§ Saved data entries:
BEGIN

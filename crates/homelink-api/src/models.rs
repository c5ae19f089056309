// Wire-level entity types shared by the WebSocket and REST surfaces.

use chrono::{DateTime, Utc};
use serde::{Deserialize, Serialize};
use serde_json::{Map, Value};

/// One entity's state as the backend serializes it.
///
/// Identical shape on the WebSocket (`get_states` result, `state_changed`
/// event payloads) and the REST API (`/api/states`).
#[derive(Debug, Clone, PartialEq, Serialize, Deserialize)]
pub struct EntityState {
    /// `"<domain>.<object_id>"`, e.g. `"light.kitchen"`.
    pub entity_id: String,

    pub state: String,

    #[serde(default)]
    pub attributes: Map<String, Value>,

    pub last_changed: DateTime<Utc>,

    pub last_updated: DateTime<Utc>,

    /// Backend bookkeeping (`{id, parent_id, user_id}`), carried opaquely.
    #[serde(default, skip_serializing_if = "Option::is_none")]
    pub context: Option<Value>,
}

END

§ Your assignment:
Copy out every line of the data above, exactly as given.

§ Solution to this problem:
filename crates/homelink-api/src/models.rs
repository c5ae19f089056309
// Wire-level entity types shared by the WebSocket and REST surfaces.

use chrono::{DateTime, Utc};
use serde::{Deserialize, Serialize};
use serde_json::{Map, Value};

/// One entity's state as the backend serializes it.
///
/// Identical shape on the WebSocket (`get_states` result, `state_changed`
/// event payloads) and the REST API (`/api/states`).
#[derive(Debug, Clone, PartialEq, Serialize, Deserialize)]
pub struct EntityState {
    /// `"<domain>.<object_id>"`, e.g. `"light.kitchen"`.
    pub entity_id: String,

    pub state: String,

    #[serde(default)]
    pub attributes: Map<String, Value>,

    pub last_changed: DateTime<Utc>,

    pub last_updated: DateTime<Utc>,

    /// Backend bookkeeping (`{id, parent_id, user_id}`), carried opaquely.
    #[serde(default, skip_serializing_if = "Option::is_none")]
    pub context: Option<Value>,
}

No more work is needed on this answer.